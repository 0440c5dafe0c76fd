// ABOUTME: Main library entry point for the ids-engine OAuth2/OIDC protocol engine
// ABOUTME: Exposes the protocol components, collaborator traits, and endpoint surface
//
// Licensed under either of Apache License, Version 2.0 or MIT License at your option.

#![deny(unsafe_code)]

//! # ids-engine
//!
//! An embeddable OAuth2/OIDC identity-provider protocol engine. The crate
//! implements the authorization-server side of OAuth2 (authorization-code,
//! implicit, password and client-credentials grants) and the OpenID Connect
//! surface around it (discovery metadata, JWKS exposure, session logout),
//! designed to be mounted inside a host web application.
//!
//! The engine owns protocol correctness: configuration legality checks per
//! RFC 6749/7636, PKCE generation and verification, CSRF state binding
//! through a shared cache, callback classification, and normalization of
//! provider responses into typed errors. Everything environmental stays
//! pluggable — HTTP transport, session storage, key material and upstream
//! calls are collaborator traits supplied by the host.
//!
//! ## Quick start
//!
//! ```rust,no_run
//! use ids_engine::config::OAuthConfig;
//! use ids_engine::constants::oauth::{GrantType, ResponseType};
//! use ids_engine::errors::EngineResult;
//!
//! fn main() -> EngineResult<()> {
//!     let config = OAuthConfig {
//!         client_id: "c1".to_owned(),
//!         client_secret: "secret".to_owned(),
//!         token_url: "https://idp.example.com/oauth/token".to_owned(),
//!         authorization_url: "https://idp.example.com/oauth/authorize".to_owned(),
//!         userinfo_url: "https://idp.example.com/oauth/userinfo".to_owned(),
//!         response_type: ResponseType::Code,
//!         grant_type: GrantType::AuthorizationCode,
//!         ..OAuthConfig::default()
//!     };
//!
//!     // Reject illegal grant/response combinations before any flow starts
//!     config.validate()?;
//!     Ok(())
//! }
//! ```

/// State cache contract and the default in-memory implementation
pub mod cache;

/// Callback classification for inbound protocol requests
pub mod callback;

/// Per-flow OAuth configuration and the legality validator
pub mod config;

/// Protocol constants: grant types, response types, PKCE methods, claim names
pub mod constants;

/// Explicit engine context holding configuration and collaborators
pub mod context;

/// Protocol endpoint surface wrapped by the interception pipeline
pub mod endpoints;

/// Typed error taxonomy with HTTP status mapping
pub mod errors;

/// Structured logging setup built on tracing
pub mod logging;

/// OIDC discovery metadata and JWKS exposure
pub mod oidc;

/// Pre/post interception pipeline wrapping each endpoint
pub mod pipeline;

/// PKCE verifier and challenge generation (RFC 7636)
pub mod pkce;

/// Provider response normalization into typed outcomes
pub mod response;

/// Scope registry feeding discovery advertisement
pub mod scopes;

/// Host session collaborator and the user payload carried through logout
pub mod session;

/// CSRF state nonce issuing and validation
pub mod state;

/// Upstream HTTP collaborator contract and default reqwest client
pub mod upstream;

/// URL-building collaborator for issuer and endpoint addresses
pub mod urls;

pub use config::OAuthConfig;
pub use context::{EngineConfig, EngineContext};
pub use endpoints::ProtocolEndpoints;
pub use errors::{EngineError, EngineResult};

════════

→ TASK PROMPT: Repeat the entries verbatim through the line with "engine. The crate".

→ TASK RESULT:
repository 0440c5dafe0c76fd
// ABOUTME: Main library entry point for the ids-engine OAuth2/OIDC protocol engine
// ABOUTME: Exposes the protocol components, collaborator traits, and endpoint surface
//
// Licensed under either of Apache License, Version 2.0 or MIT License at your option.

#![deny(unsafe_code)]

//! # ids-engine
//!
//! An embeddable OAuth2/OIDC identity-provider protocol engine. The crate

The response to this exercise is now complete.